WHAT IS REQUIRED: Go through the entries one line at a time, and gather every line that has the word "must".

DATA TO PROCESS:
//! Application configuration module
//!
//! This module provides type-safe configuration loading from environment variables
//! using the `config` and `dotenvy` crates. Configuration is loaded with the
//! `SITE_ASSISTANT` prefix and nested values use double underscores as separators.
//!
//! # Example
//!
//! ```no_run
//! use site_assistant::config::AppConfig;
//!
//! let config = AppConfig::load().expect("Failed to load configuration");
//! config.validate().expect("Invalid configuration");
//!
//! println!("Server running on {:?}", config.server.socket_addr());
//! ```

mod ai;
mod error;
mod server;

pub use ai::AiConfig;
pub use error::{ConfigError, ValidationError};
pub use server::{Environment, ServerConfig};

use serde::Deserialize;

/// Plain variable accepted for the OpenAI key when the prefixed one is unset.
pub const OPENAI_API_KEY_VAR: &str = "OPENAI_API_KEY";

/// Root application configuration
///
/// Load using [`AppConfig::load()`] which reads from environment variables.
#[derive(Debug, Clone, Deserialize, Default)]
pub struct AppConfig {
    /// Server configuration (host, port, environment, CORS)
    #[serde(default)]
    pub server: ServerConfig,

    /// AI provider configuration (OpenAI key, model, completion parameters)
    #[serde(default)]
    pub ai: AiConfig,
}

impl AppConfig {
    /// Load configuration from environment variables
    ///
    /// This function:
    /// 1. Loads `.env` file if present (for development)
    /// 2. Takes `OPENAI_API_KEY` as the default for `ai.openai_api_key`
    /// 3. Reads environment variables with `SITE_ASSISTANT` prefix
    /// 4. Uses `__` (double underscore) to separate nested values
    /// 5. Deserializes into typed configuration structs
    ///
    /// # Environment Variable Format
    ///
    /// - `SITE_ASSISTANT__SERVER__PORT=8080` -> `server.port = 8080`
    /// - `SITE_ASSISTANT__AI__MODEL=gpt-4o-mini` -> `ai.model = gpt-4o-mini`
    ///
    /// # Errors
    ///
    /// Returns `ConfigError` if values cannot be parsed into expected types.
    /// A missing OpenAI key is not an error.
    pub fn load() -> Result<Self, ConfigError> {
        // Load .env file if present (development)
        dotenvy::dotenv().ok();

        let mut builder = config::Config::builder();
        if let Ok(key) = std::env::var(OPENAI_API_KEY_VAR) {
            builder = builder.set_default("ai.openai_api_key", key)?;
        }

        let config = builder
            .add_source(
                config::Environment::default()
                    .prefix("SITE_ASSISTANT")
                    .separator("__"),
            )
            .build()?
            .try_deserialize()?;

        Ok(config)
    }

    /// Validate all configuration values
    ///
    /// # Errors
    ///
    /// Returns `ConfigError::ValidationFailed` if any configuration value is invalid.
    pub fn validate(&self) -> Result<(), ConfigError> {
        self.server.validate()?;
        self.ai.validate()?;
        Ok(())
    }

    /// Check if running in production environment
    pub fn is_production(&self) -> bool {
        self.server.is_production()
    }
}
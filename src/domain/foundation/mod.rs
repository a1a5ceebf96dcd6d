//! Foundation module - Shared domain primitives.
//!
//! Contains value objects, identifiers, and error types
//! that form the vocabulary of the assistant domain.

mod errors;
mod ids;
mod state_machine;
mod timestamp;

pub use errors::ValidationError;
pub use ids::{MessageId, TraceId};
pub use state_machine::StateMachine;
pub use timestamp::Timestamp;
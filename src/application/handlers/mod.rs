//! Application handlers.
//!
//! - `RelayChatHandler` - forwards one conversation to the completion provider
//! - `ConversationController` - owns the message log and runs one turn at a time

mod conversation_controller;
mod relay_chat;

pub use conversation_controller::{ConversationController, IgnoredReason, SubmitOutcome};
pub use relay_chat::{RelayChatCommand, RelayChatHandler, RelayChatResult, RelayFailure};
//! Configuration error types

use thiserror::Error;

/// Errors that can occur during configuration loading
#[derive(Debug, Error)]
pub enum ConfigError {
    #[error("Configuration loading failed: {0}")]
    LoadError(#[from] config::ConfigError),

    #[error("Validation failed: {0}")]
    ValidationFailed(#[from] ValidationError),
}

/// Errors that can occur during configuration validation
#[derive(Debug, Error, PartialEq, Eq)]
pub enum ValidationError {
    #[error("Invalid port number")]
    InvalidPort,

    #[error("Invalid bind address: {0}")]
    InvalidBindAddress(String),

    #[error("Invalid AI request timeout")]
    InvalidTimeout,

    #[error("Temperature must be between 0.0 and 2.0")]
    InvalidTemperature,

    #[error("Max tokens must be greater than zero")]
    InvalidMaxTokens,

    #[error("AI base URL must start with http:// or https://")]
    InvalidBaseUrl,
}
//! RelayChat command handler.
//!
//! Forwards one conversation to the completion provider behind the fixed
//! construction-assistant system prompt and returns exactly one reply, or a
//! failure from the relay taxonomy. Holds no per-request state, so a single
//! instance serves concurrent requests.

use std::sync::Arc;
use thiserror::Error;

use crate::domain::chat::{CompletionSettings, Turn, FALLBACK_REPLY};
use crate::domain::foundation::TraceId;
use crate::ports::{AIError, AIProvider, CompletionRequest, FinishReason, RequestMetadata};

/// Command carrying the caller's conversation so far.
#[derive(Debug, Clone)]
pub struct RelayChatCommand {
    pub turns: Vec<Turn>,
}

impl RelayChatCommand {
    pub fn new(turns: Vec<Turn>) -> Self {
        Self { turns }
    }
}

/// Result of a successful relay.
#[derive(Debug, Clone)]
pub struct RelayChatResult {
    /// Reply text, never blank.
    pub message: String,
}

/// Failure classes of the relay.
///
/// The display strings are the stable texts sent to clients; the
/// conversation controller recognises them by substring.
#[derive(Debug, Clone, PartialEq, Eq, Error)]
pub enum RelayFailure {
    /// No provider credential configured.
    #[error("OpenAI API key not configured. Please add OPENAI_API_KEY to your environment variables.")]
    NotConfigured,

    #[error("Invalid OpenAI API key. Please check your API key configuration.")]
    InvalidCredential,

    #[error("API access forbidden. Please check your OpenAI account status and billing.")]
    AccessForbidden,

    #[error("OpenAI quota exceeded. Please check your billing and usage limits.")]
    QuotaExceeded,

    #[error("Rate limit exceeded. Please try again in a moment.")]
    RateLimited,

    /// Anything else; `details` carries the raw cause for diagnostics.
    #[error("Failed to get AI response. Please try again later.")]
    Unclassified { details: String },
}

impl RelayFailure {
    pub fn unclassified(details: impl Into<String>) -> Self {
        Self::Unclassified {
            details: details.into(),
        }
    }

    /// Credential, billing and access failures need operator action.
    pub fn is_config_error(&self) -> bool {
        matches!(
            self,
            RelayFailure::NotConfigured
                | RelayFailure::InvalidCredential
                | RelayFailure::AccessForbidden
                | RelayFailure::QuotaExceeded
        )
    }

    pub fn details(&self) -> Option<&str> {
        match self {
            RelayFailure::Unclassified { details } => Some(details),
            _ => None,
        }
    }
}

impl From<AIError> for RelayFailure {
    fn from(err: AIError) -> Self {
        match err {
            AIError::AuthenticationFailed => RelayFailure::InvalidCredential,
            AIError::AccessForbidden { .. } => RelayFailure::AccessForbidden,
            AIError::QuotaExceeded { .. } => RelayFailure::QuotaExceeded,
            AIError::RateLimited { .. } => RelayFailure::RateLimited,
            other => RelayFailure::unclassified(other.to_string()),
        }
    }
}

/// Handler for relaying a conversation to the completion provider.
pub struct RelayChatHandler {
    /// `None` when no credential was configured at startup.
    provider: Option<Arc<dyn AIProvider>>,
    settings: CompletionSettings,
}

impl RelayChatHandler {
    pub fn new(provider: Option<Arc<dyn AIProvider>>, settings: CompletionSettings) -> Self {
        Self { provider, settings }
    }

    /// Relays the conversation and returns one reply.
    ///
    /// # Errors
    ///
    /// - `NotConfigured` without touching the provider when no credential is set
    /// - the provider failure translated into the relay taxonomy otherwise
    pub async fn handle(&self, cmd: RelayChatCommand) -> Result<RelayChatResult, RelayFailure> {
        let Some(provider) = self.provider.as_ref() else {
            tracing::warn!("Chat relay called without an OpenAI API key configured");
            return Err(RelayFailure::NotConfigured);
        };

        let trace_id = TraceId::new();
        let turn_count = cmd.turns.len();
        let request = CompletionRequest::new(RequestMetadata::new(trace_id))
            .with_system_prompt(self.settings.system_prompt.clone())
            .with_max_tokens(self.settings.max_tokens)
            .with_temperature(self.settings.temperature)
            .with_turns(cmd.turns);

        match provider.complete(request).await {
            Ok(response) => {
                match response.finish_reason {
                    FinishReason::Length => tracing::warn!(
                        %trace_id,
                        max_tokens = self.settings.max_tokens,
                        "Reply truncated at the token limit"
                    ),
                    FinishReason::ContentFilter => {
                        tracing::warn!(%trace_id, "Reply cut short by the content filter")
                    }
                    FinishReason::Stop => {}
                }

                let message = if response.content.trim().is_empty() {
                    tracing::warn!(%trace_id, "Provider returned no usable text, using fallback reply");
                    FALLBACK_REPLY.to_string()
                } else {
                    response.content
                };

                tracing::info!(
                    %trace_id,
                    turns = turn_count,
                    model = %response.model,
                    total_tokens = response.usage.total_tokens,
                    "Chat relay completed"
                );

                Ok(RelayChatResult { message })
            }
            Err(err) => {
                let failure = RelayFailure::from(err.clone());
                if err.is_transient() {
                    tracing::warn!(%trace_id, error = %err, "Chat relay failed");
                } else {
                    tracing::error!(%trace_id, error = %err, "Chat relay failed");
                }
                Err(failure)
            }
        }
    }
}
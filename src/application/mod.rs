//! Application layer - Commands and Handlers.
//!
//! This layer orchestrates domain operations and coordinates between ports.
//! The relay handler serves the HTTP endpoint; the conversation controller
//! is the client side of the same exchange.

pub mod handlers;

pub use handlers::{
    ConversationController, IgnoredReason, RelayChatCommand, RelayChatHandler, RelayChatResult,
    RelayFailure, SubmitOutcome,
};
//! Chat module - the assistant conversation model.
//!
//! - `MessageLog` - append-only log seeded with the greeting
//! - `ChatMessage` / `Turn` - display message and its relay projection
//! - `ControllerState` - per-turn state machine
//! - `FailureKind` - classification of failed turns and their notices

mod input;
mod log;
mod message;
mod notices;
mod prompt;
mod state;

pub use input::{Key, KeyPress, QuickAction};
pub use log::MessageLog;
pub use message::{ChatMessage, Role, Turn};
pub use notices::{FailureKind, CONFIG_BANNER, PROGRESS_INDICATOR};
pub use prompt::{
    CompletionSettings, CONSTRUCTION_SYSTEM_PROMPT, DEFAULT_MAX_TOKENS, DEFAULT_TEMPERATURE,
    FALLBACK_REPLY, GREETING,
};
pub use state::ControllerState;
//! Conversation controller state machine.
//!
//! A turn moves `Idle -> Submitting -> AwaitingReply -> Idle`. A turn whose
//! reply is abandoned takes the same `AwaitingReply -> Idle` edge with nothing
//! appended.

use serde::{Deserialize, Serialize};

use crate::domain::foundation::StateMachine;

/// The lifecycle state of a conversation controller.
#[derive(Debug, Clone, Copy, PartialEq, Eq, Hash, Serialize, Deserialize, Default)]
#[serde(rename_all = "snake_case")]
pub enum ControllerState {
    /// Waiting for user input.
    #[default]
    Idle,

    /// Input taken, user message being appended.
    Submitting,

    /// Relay call in flight.
    AwaitingReply,
}

impl ControllerState {
    /// Returns true if a new turn may start.
    pub fn accepts_submission(&self) -> bool {
        matches!(self, Self::Idle)
    }

    /// Returns true while a turn is being processed.
    pub fn is_busy(&self) -> bool {
        !self.accepts_submission()
    }

    /// The input field is editable only while idle.
    pub fn input_enabled(&self) -> bool {
        self.accepts_submission()
    }
}

impl StateMachine for ControllerState {
    fn can_transition_to(&self, target: &Self) -> bool {
        use ControllerState::*;
        matches!(
            (self, target),
            (Idle, Submitting) | (Submitting, AwaitingReply) | (AwaitingReply, Idle)
        )
    }
}

#[cfg(test)]
mod tests {
    use super::*;

    #[test]
    fn default_state_is_idle() {
        assert_eq!(ControllerState::default(), ControllerState::Idle);
    }

    #[test]
    fn only_idle_accepts_submission() {
        assert!(ControllerState::Idle.accepts_submission());
        assert!(!ControllerState::Submitting.accepts_submission());
        assert!(!ControllerState::AwaitingReply.accepts_submission());
    }

    #[test]
    fn input_disabled_while_busy() {
        assert!(ControllerState::Idle.input_enabled());
        assert!(!ControllerState::AwaitingReply.input_enabled());
        assert!(ControllerState::Submitting.is_busy());
    }

    #[test]
    fn full_turn_cycle_is_valid() {
        let state = ControllerState::Idle;
        let state = state.transition_to(ControllerState::Submitting).unwrap();
        let state = state.transition_to(ControllerState::AwaitingReply).unwrap();
        let state = state.transition_to(ControllerState::Idle).unwrap();
        assert_eq!(state, ControllerState::Idle);
    }

    #[test]
    fn cannot_skip_or_reverse_steps() {
        assert!(ControllerState::Idle
            .transition_to(ControllerState::AwaitingReply)
            .is_err());
        assert!(ControllerState::AwaitingReply
            .transition_to(ControllerState::Submitting)
            .is_err());
        assert!(ControllerState::Submitting
            .transition_to(ControllerState::Idle)
            .is_err());
    }

    #[test]
    fn every_state_has_a_way_forward() {
        use ControllerState::*;
        for state in [Idle, Submitting, AwaitingReply] {
            assert!([Idle, Submitting, AwaitingReply]
                .iter()
                .any(|target| state.can_transition_to(target)));
        }
    }

    #[test]
    fn serializes_to_snake_case() {
        let json = serde_json::to_string(&ControllerState::AwaitingReply).unwrap();
        assert_eq!(json, "\"awaiting_reply\"");
    }
}
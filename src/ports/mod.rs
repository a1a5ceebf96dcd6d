//! Ports - Interfaces for external dependencies.
//!
//! Following hexagonal architecture, ports define the contracts between
//! the domain and the outside world. Adapters implement these ports.
//!
//! - `AIProvider` - the hosted completion API behind the relay endpoint
//! - `ChatRelay` - the relay endpoint as seen by the conversation controller

mod ai_provider;
mod chat_relay;

pub use ai_provider::{
    AIError, AIProvider, CompletionRequest, CompletionResponse, FinishReason, Message,
    MessageRole, ProviderInfo, RequestMetadata, TokenUsage,
};
pub use chat_relay::{ChatRelay, RelayError};
//! Append-only conversation log.

use crate::domain::foundation::{MessageId, ValidationError};

use super::message::{ChatMessage, Turn};
use super::prompt::GREETING;

/// Ordered, append-only message log for a single conversation.
///
/// The log always starts with the assistant greeting. Messages are never
/// edited or removed, and ids are handed out in append order.
#[derive(Debug, Clone)]
pub struct MessageLog {
    messages: Vec<ChatMessage>,
    next_id: MessageId,
}

impl MessageLog {
    /// Creates a log holding only the greeting.
    pub fn seeded() -> Self {
        let greeting = ChatMessage::assistant(MessageId::FIRST, GREETING);
        Self {
            messages: vec![greeting],
            next_id: MessageId::FIRST.next(),
        }
    }

    /// Appends a user message.
    ///
    /// # Errors
    ///
    /// - `EmptyField` if content is blank; the log is left unchanged
    pub fn append_user(&mut self, content: impl Into<String>) -> Result<&ChatMessage, ValidationError> {
        let message = ChatMessage::user(self.next_id, content)?;
        Ok(self.push(message))
    }

    /// Appends a genuine assistant reply.
    pub fn append_assistant(&mut self, content: impl Into<String>) -> &ChatMessage {
        let message = ChatMessage::assistant(self.next_id, content);
        self.push(message)
    }

    /// Appends a failure notice on behalf of the assistant.
    pub fn append_error_notice(&mut self, content: impl Into<String>) -> &ChatMessage {
        let message = ChatMessage::error_notice(self.next_id, content);
        self.push(message)
    }

    fn push(&mut self, message: ChatMessage) -> &ChatMessage {
        self.next_id = self.next_id.next();
        self.messages.push(message);
        &self.messages[self.messages.len() - 1]
    }

    pub fn messages(&self) -> &[ChatMessage] {
        &self.messages
    }

    /// Full history in display order, reduced to `{role, content}`.
    pub fn turns(&self) -> Vec<Turn> {
        self.messages.iter().map(ChatMessage::to_turn).collect()
    }
}

impl Default for MessageLog {
    fn default() -> Self {
        Self::seeded()
    }
}

#[cfg(test)]
mod tests {
    use super::*;
    use crate::domain::chat::Role;

    #[test]
    fn seeded_log_starts_with_greeting() {
        let log = MessageLog::seeded();
        assert_eq!(log.messages().len(), 1);
        let first = &log.messages()[0];
        assert_eq!(first.role(), Role::Assistant);
        assert_eq!(first.content(), GREETING);
        assert_eq!(first.id(), MessageId::FIRST);
        assert!(!first.is_error());
    }

    #[test]
    fn ids_increase_in_append_order() {
        let mut log = MessageLog::seeded();
        log.append_user("How thick should a slab be?").unwrap();
        log.append_assistant("Usually 4 inches for residential.");
        log.append_error_notice("Rate limit");

        let ids: Vec<String> = log.messages().iter().map(|m| m.id().to_string()).collect();
        assert_eq!(ids, vec!["1", "2", "3", "4"]);
    }

    #[test]
    fn blank_user_message_leaves_log_unchanged() {
        let mut log = MessageLog::seeded();
        assert!(log.append_user("   ").is_err());
        assert_eq!(log.messages().len(), 1);

        // the failed append must not burn an id
        let msg = log.append_user("ok").unwrap();
        assert_eq!(msg.id(), MessageId::FIRST.next());
    }

    #[test]
    fn turns_follow_display_order() {
        let mut log = MessageLog::seeded();
        log.append_user("first").unwrap();
        log.append_error_notice("failed");
        log.append_user("second").unwrap();

        let turns = log.turns();
        assert_eq!(turns.len(), 4);
        assert_eq!(turns[0], Turn::assistant(GREETING));
        assert_eq!(turns[1], Turn::user("first"));
        assert_eq!(turns[2], Turn::assistant("failed"));
        assert_eq!(turns[3], Turn::user("second"));
    }
}
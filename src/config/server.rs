//! Server configuration

use serde::Deserialize;
use std::net::SocketAddr;

use super::error::ValidationError;

/// Where and how the chat endpoint listens.
///
/// Every field has a default, so an empty environment yields a usable
/// development server on `0.0.0.0:8080`.
#[derive(Debug, Clone, Deserialize)]
#[serde(default)]
pub struct ServerConfig {
    pub host: String,
    pub port: u16,
    pub environment: Environment,
    /// Filter directive used when `RUST_LOG` is unset
    pub log_level: String,
    /// Comma-separated browser origins; any origin when unset
    pub cors_origins: Option<String>,
}

/// Deployment environment. Production switches logs to JSON.
#[derive(Debug, Clone, Deserialize, PartialEq, Eq, Default)]
#[serde(rename_all = "lowercase")]
pub enum Environment {
    #[default]
    Development,
    Staging,
    Production,
}

impl Default for ServerConfig {
    fn default() -> Self {
        Self {
            host: "0.0.0.0".to_string(),
            port: 8080,
            environment: Environment::Development,
            log_level: "info,site_assistant=debug,tower_http=debug".to_string(),
            cors_origins: None,
        }
    }
}

impl ServerConfig {
    /// Parses `host:port`. Hostnames are not resolved.
    pub fn socket_addr(&self) -> Result<SocketAddr, ValidationError> {
        let addr = format!("{}:{}", self.host, self.port);
        addr.parse()
            .map_err(|_| ValidationError::InvalidBindAddress(addr))
    }

    pub fn is_production(&self) -> bool {
        self.environment == Environment::Production
    }

    /// Configured origins, trimmed, blanks dropped.
    pub fn cors_origins_list(&self) -> Vec<String> {
        let Some(raw) = self.cors_origins.as_deref() else {
            return Vec::new();
        };
        raw.split(',')
            .map(str::trim)
            .filter(|origin| !origin.is_empty())
            .map(str::to_string)
            .collect()
    }

    pub fn validate(&self) -> Result<(), ValidationError> {
        if self.port == 0 {
            return Err(ValidationError::InvalidPort);
        }
        self.socket_addr().map(|_| ())
    }
}

#[cfg(test)]
mod tests {
    use super::*;

    #[test]
    fn defaults_bind_all_interfaces_on_8080() {
        let config = ServerConfig::default();
        assert_eq!(config.socket_addr().unwrap().to_string(), "0.0.0.0:8080");
        assert!(!config.is_production());
        assert!(config.cors_origins_list().is_empty());
        assert!(config.validate().is_ok());
    }

    #[test]
    fn loopback_bind_address() {
        let config = ServerConfig {
            host: "127.0.0.1".to_string(),
            port: 3000,
            ..Default::default()
        };
        assert_eq!(config.socket_addr().unwrap().to_string(), "127.0.0.1:3000");
    }

    #[test]
    fn hostname_is_not_a_bind_address() {
        let config = ServerConfig {
            host: "site-assistant.internal".to_string(),
            ..Default::default()
        };
        assert!(matches!(
            config.validate(),
            Err(ValidationError::InvalidBindAddress(_))
        ));
    }

    #[test]
    fn port_zero_is_rejected() {
        let config = ServerConfig {
            port: 0,
            ..Default::default()
        };
        assert_eq!(config.validate(), Err(ValidationError::InvalidPort));
    }

    #[test]
    fn production_environment_detected() {
        let config = ServerConfig {
            environment: Environment::Production,
            ..Default::default()
        };
        assert!(config.is_production());
    }

    #[test]
    fn cors_origins_are_trimmed_and_blanks_dropped() {
        let config = ServerConfig {
            cors_origins: Some(" http://localhost:5173 ,,https://site.example.com ".to_string()),
            ..Default::default()
        };
        assert_eq!(
            config.cors_origins_list(),
            vec!["http://localhost:5173", "https://site.example.com"]
        );
    }
}
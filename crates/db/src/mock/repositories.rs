use async_trait::async_trait;
use eyre::Result;
use mockall::mock;
use shiftswap_core::{
    dates::IsoDate,
    models::{
        notification::Notification,
        principal::Role,
        schedule::ScheduleRow,
        swap::{SwapRequest, SwapStatus},
    },
    store::ShiftStore,
};
use uuid::Uuid;

// Mock store for exercising the services against scripted backend failures
mock! {
    pub Store {}

    #[async_trait]
    impl ShiftStore for Store {
        async fn replace_week(&self, week: &IsoDate, rows: &[ScheduleRow]) -> Result<()>;

        async fn list_weeks(&self) -> Result<Vec<IsoDate>>;

        async fn get_week_rows(&self, week: &IsoDate) -> Result<Vec<ScheduleRow>>;

        async fn list_swaps(&self) -> Result<Vec<SwapRequest>>;

        async fn get_swap(&self, id: Uuid) -> Result<Option<SwapRequest>>;

        async fn insert_swap(&self, swap: &SwapRequest) -> Result<()>;

        async fn update_swap_status(
            &self,
            id: Uuid,
            expected: SwapStatus,
            next: SwapStatus,
        ) -> Result<Option<SwapRequest>>;

        async fn insert_notification(&self, notification: &Notification) -> Result<()>;

        async fn list_notifications(&self, user_id: &str) -> Result<Vec<Notification>>;

        async fn role_for_principal(&self, principal_id: &str) -> Result<Option<Role>>;

        async fn principal_for_employee(&self, employee_code: &str) -> Result<Option<String>>;
    }
}
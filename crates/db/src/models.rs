use chrono::{DateTime, Utc};
use eyre::{Result, eyre};
use serde::{Deserialize, Serialize};
use shiftswap_core::{
    dates::IsoDate,
    models::{
        notification::Notification,
        principal::Role,
        schedule::ScheduleRow,
        swap::SwapRequest,
    },
};
use sqlx::FromRow;
use uuid::Uuid;

#[derive(Debug, Clone, Serialize, Deserialize, FromRow)]
pub struct DbScheduleRow {
    pub week_start_date: String,
    pub employee_code: String,
    pub sunday_shift: String,
    pub monday_shift: String,
    pub tuesday_shift: String,
    pub wednesday_shift: String,
    pub thursday_shift: String,
    pub friday_shift: String,
    pub saturday_shift: String,
    pub display_order: i32,
}

#[derive(Debug, Clone, Serialize, Deserialize, FromRow)]
pub struct DbSwapRequest {
    pub id: Uuid,
    pub date: String,
    pub from_employee_code: String,
    pub to_employee_code: String,
    pub from_shift: String,
    pub to_shift: String,
    pub status: String,
    pub created_at: DateTime<Utc>,
}

#[derive(Debug, Clone, Serialize, Deserialize, FromRow)]
pub struct DbNotification {
    pub id: Uuid,
    pub user_id: String,
    pub message: String,
    pub kind: String,
    pub related_swap_id: Option<Uuid>,
    pub created_at: DateTime<Utc>,
}

#[derive(Debug, Clone, Serialize, Deserialize, FromRow)]
pub struct DbUserRole {
    pub principal_id: String,
    pub employee_code: Option<String>,
    pub role: String,
}

fn stored_date(value: &str) -> Result<IsoDate> {
    IsoDate::parse(value).ok_or_else(|| eyre!("Stored date {value} is not YYYY-MM-DD"))
}

impl TryFrom<DbScheduleRow> for ScheduleRow {
    type Error = eyre::Report;

    fn try_from(row: DbScheduleRow) -> Result<Self> {
        Ok(ScheduleRow {
            week_start_date: stored_date(&row.week_start_date)?,
            employee_code: row.employee_code,
            shifts: [
                row.sunday_shift,
                row.monday_shift,
                row.tuesday_shift,
                row.wednesday_shift,
                row.thursday_shift,
                row.friday_shift,
                row.saturday_shift,
            ],
            display_order: row.display_order,
        })
    }
}

impl TryFrom<DbSwapRequest> for SwapRequest {
    type Error = eyre::Report;

    fn try_from(row: DbSwapRequest) -> Result<Self> {
        Ok(SwapRequest {
            id: row.id,
            date: stored_date(&row.date)?,
            from_employee_code: row.from_employee_code,
            to_employee_code: row.to_employee_code,
            from_shift: row.from_shift,
            to_shift: row.to_shift,
            status: row.status.parse()?,
            created_at: row.created_at,
        })
    }
}

impl TryFrom<DbNotification> for Notification {
    type Error = eyre::Report;

    fn try_from(row: DbNotification) -> Result<Self> {
        Ok(Notification {
            id: row.id,
            user_id: row.user_id,
            message: row.message,
            kind: row.kind.parse()?,
            related_swap_id: row.related_swap_id,
            created_at: row.created_at,
        })
    }
}

impl DbUserRole {
    pub fn role(&self) -> Result<Role> {
        Ok(self.role.parse()?)
    }
}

WRITTEN RESPONSE:
    #[error("Temperature must be between 0.0 and 2.0")]
    #[error("Max tokens must be greater than zero")]
    #[error("AI base URL must start with http:// or https://")]
        // the failed append must not burn an id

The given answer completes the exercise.